O que é Metafísica? Richard Taylor É costume dizer-se que cada um tem sua Filosofia e
até que todos os homens têm opiniões metafísicas. Nada poderia ser
mais tolo. É verdade que todos os homens têm opiniões, e que algumas
delas - tais como as opiniões sobre religião, moral e o significado da
vida - confinam com a Filosofia e a Metafísica, mas raros são os
homens que possuem qualquer concepção de Filosofia e ainda menos os
que têm qualquer noção de Metafísica. William James definiu algures a Metafísica como
"apenas um esforço extraordinariamente obstinado para pensar com
clareza". Não são muitas as pessoas que assim pensam, exceto
quando seus interesses práticos estão envolvidos. Não têm
necessidade de assim pensar e, daí, não sentem qualquer propensão
para o fazer. Excetuando algumas raras almas meditativas, os homens
percorrem a vida aceitando como axiomas, simplesmente, aquelas questões
da existência, propósito e significado que aos metafísicos parecem
sumamente intrigantes. O que sobretudo exige a atenção de todas as
criaturas, e de todos os homens, é a necessidade de sobreviver e, uma
vez que isso fique razoavelmente assegurado, a necessidade de existir
com toda a segurança possível. Todo pensamento começa aí, e a sua
maior parte cessa aí. Sentimo-nos mais à vontade para pensar como
fazer isto ou aquilo. Por isso a engenharia, a política e a indústria
são muito naturais aos homens. Mas a Metafísica não se interessa, de
modo algum, pelos "comos" da vida e sim apenas pelos
"porquês", pelas questões que é perfeitamente fácil jamais
formular durante uma vida inteira. Pensar metafisicamente é pensar, sem arbitrariedade
nem dogmatismo, nos mais básicos problemas da existência. Os problemas
são básicos no sentido de que são fundamentais, de que muita coisa
depende deles. A religião, por exemplo, não é Metafísica; e,
entretanto, se a teoria metafísica do materialismo fosse verdadeira, e
assim fosse um fato que os homens não têm alma, então grande parte da
religião soçobraria diante desse fato. Também a Filosofia Moral não
é Metafísica e, entretanto, se a teoria metafísica do determinismo,
ou se a teoria do fatalismo fossem verdadeiras, então muitos dos nossos
pressupostos tradicionais seriam refutados por essas verdades.

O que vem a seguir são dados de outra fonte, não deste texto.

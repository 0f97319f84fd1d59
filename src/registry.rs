//! Registry of identifiers known to name protocols.
//!
//! Built once per run by scanning the project for `protocol <Name>`
//! declarations, merged with externally supplied tables, then threaded by
//! reference through the rewrite and verification phases. Diagnostics may
//! add entries between rounds.

use regex::Regex;
use std::collections::BTreeMap;
use std::fs;
use std::path::{Path, PathBuf};
use thiserror::Error;
use tracing::{debug, warn};
use walkdir::WalkDir;

/// Names that look like protocols but must never be annotated.
pub const DENYLIST: &[&str] = &["Sendable", "Sequence", "Subscript", "Collection"];

/// Mangled-symbol prefixes of standard library and platform modules.
const SYSTEM_PREFIXES: &[&str] = &["$ss", "$sS", "$s7Combine", "$s10Foundation"];

/// Where a protocol was first seen.
#[derive(Debug, Clone, PartialEq, Eq)]
pub enum ProtocolOrigin {
    /// Declared in (or first diagnosed in) this file
    File(PathBuf),
    /// Built-in protocol, identified by its mangled-symbol prefix
    System(String),
}

impl ProtocolOrigin {
    /// Parse an origin from a known-protocol table entry.
    ///
    /// Values starting with `$s` are mangled symbols, anything else is a path.
    pub fn parse(value: &str) -> Self {
        if value.starts_with("$s") {
            ProtocolOrigin::System(value.to_string())
        } else {
            ProtocolOrigin::File(PathBuf::from(value))
        }
    }

    pub fn is_system(&self) -> bool {
        match self {
            ProtocolOrigin::System(symbol) => {
                SYSTEM_PREFIXES.iter().any(|prefix| symbol.starts_with(prefix))
            }
            ProtocolOrigin::File(_) => false,
        }
    }
}

#[derive(Error, Debug)]
pub enum RegistryError {
    #[error("Cannot enumerate project at {path}: {source}")]
    Enumerate {
        path: PathBuf,
        #[source]
        source: walkdir::Error,
    },
}

/// Mapping of protocol identifiers to their origin.
///
/// First writer wins: a later discovery never replaces an existing origin.
#[derive(Debug, Clone, Default, PartialEq, Eq)]
pub struct ProtocolRegistry {
    entries: BTreeMap<String, ProtocolOrigin>,
}

impl ProtocolRegistry {
    /// Empty registry, without the built-in seeds.
    pub fn new() -> Self {
        Self::default()
    }

    /// Registry seeded with the system protocols every project can see.
    pub fn with_system_seeds() -> Self {
        let mut registry = Self::new();
        for (name, symbol) in [
            ("Error", "$ss5ErrorP"),
            ("Encoder", "$ss7EncoderP"),
            ("Decoder", "$ss7DecoderP"),
        ] {
            registry.insert(name, ProtocolOrigin::System(symbol.to_string()));
        }
        registry
    }

    /// Scan all Swift sources under `root` for protocol declarations.
    ///
    /// Unreadable files are skipped; failing to enumerate `root` itself is fatal.
    pub fn discover(root: &Path) -> Result<Self, RegistryError> {
        let mut registry = Self::with_system_seeds();
        let declaration = declaration_pattern();

        for file in swift_sources(root, true)? {
            let source = match fs::read_to_string(&file) {
                Ok(source) => source,
                Err(e) => {
                    warn!(file = %file.display(), error = %e, "skipping unreadable source");
                    continue;
                }
            };

            let relative = file.strip_prefix(root).unwrap_or(&file).to_path_buf();
            for caps in declaration.captures_iter(&source) {
                let name = &caps[1];
                if registry.insert(name, ProtocolOrigin::File(relative.clone())) {
                    debug!(protocol = name, file = %relative.display(), "discovered protocol");
                }
            }
        }

        Ok(registry)
    }

    /// Insert if absent. Returns `true` when the name was new.
    pub fn insert(&mut self, name: impl Into<String>, origin: ProtocolOrigin) -> bool {
        let name = name.into();
        if self.entries.contains_key(&name) {
            return false;
        }
        self.entries.insert(name, origin);
        true
    }

    /// Merge an externally supplied table without overwriting existing entries.
    pub fn merge<'a>(&mut self, known: impl IntoIterator<Item = (&'a String, &'a String)>) {
        for (name, origin) in known {
            self.insert(name.clone(), ProtocolOrigin::parse(origin));
        }
    }

    /// Apply the fixed denylist plus any extra names.
    pub fn finalize(&mut self, extra_denylist: &[String]) {
        for name in DENYLIST {
            self.entries.remove(*name);
        }
        for name in extra_denylist {
            self.entries.remove(name);
        }
    }

    pub fn get(&self, name: &str) -> Option<&ProtocolOrigin> {
        self.entries.get(name)
    }

    pub fn contains(&self, name: &str) -> bool {
        self.entries.contains_key(name)
    }

    pub fn len(&self) -> usize {
        self.entries.len()
    }

    pub fn is_empty(&self) -> bool {
        self.entries.is_empty()
    }

    pub fn names(&self) -> impl Iterator<Item = &str> {
        self.entries.keys().map(String::as_str)
    }

    /// System protocols are never elided to `some`.
    ///
    /// Objective-C protocols are recognised by their `NS` prefix.
    pub fn is_system(&self, name: &str) -> bool {
        name.starts_with("NS") || self.get(name).is_some_and(ProtocolOrigin::is_system)
    }

    /// Alternation matching any registered identifier at word boundaries.
    ///
    /// `None` for an empty registry; passes that need it become no-ops.
    pub fn protocol_pattern(&self) -> Option<String> {
        if self.entries.is_empty() {
            return None;
        }
        let names: Vec<String> = self.entries.keys().map(|name| regex::escape(name)).collect();
        Some(format!(r"\b(?:{})\b", names.join("|")))
    }
}

fn declaration_pattern() -> Regex {
    Regex::new(r"\bprotocol\s+(\w+)\b").expect("declaration pattern is valid")
}

/// Enumerate `.swift` files under `root`, sorted.
///
/// With `include_checkouts` false, build products, dependency checkouts and
/// hidden directories are skipped.
pub fn swift_sources(root: &Path, include_checkouts: bool) -> Result<Vec<PathBuf>, RegistryError> {
    let mut files = Vec::new();

    let walker = WalkDir::new(root).follow_links(false).into_iter();
    let walker = walker.filter_entry(|entry| {
        if entry.depth() == 0 || !entry.file_type().is_dir() {
            return true;
        }
        let name = entry.file_name().to_string_lossy();
        if include_checkouts {
            name != ".git"
        } else {
            !name.starts_with('.') && name != "DerivedData"
        }
    });

    for entry in walker {
        let entry = match entry {
            Ok(entry) => entry,
            Err(e) if e.depth() == 0 => {
                return Err(RegistryError::Enumerate {
                    path: root.to_path_buf(),
                    source: e,
                });
            }
            Err(e) => {
                warn!(error = %e, "skipping unreadable entry");
                continue;
            }
        };

        if entry.file_type().is_file()
            && entry.path().extension().and_then(|s| s.to_str()) == Some("swift")
        {
            files.push(entry.into_path());
        }
    }

    files.sort();
    Ok(files)
}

Similarmente, a Lógica não é Metafísica e, entretanto, se se
apurasse que, em virtude da natureza do tempo, algumas asserções não
são verdadeiras nem falsas, isso acarretaria sérias implicações para
a Lógica tradicional. Isto sugere, contrariamente ao que em geral se supõe,
que a Metafísica vê um alicerce da Filosofia e não o seu coroamento.
Se for longamente exercido. o pensamento filosófico tende a resolver-se
em problemas metafísicos básicos. Por isso o pensamento metafísico é
difícil. Com efeito, seria provavelmente válido afirmar que o fruto do
pensamento metafísico não é o conhecimento, mas o entendimento. As
interrogações metafísicas têm respostas e, entre as várias
respostas concorrentes, nem todas poderão ser verdadeiras, por certo.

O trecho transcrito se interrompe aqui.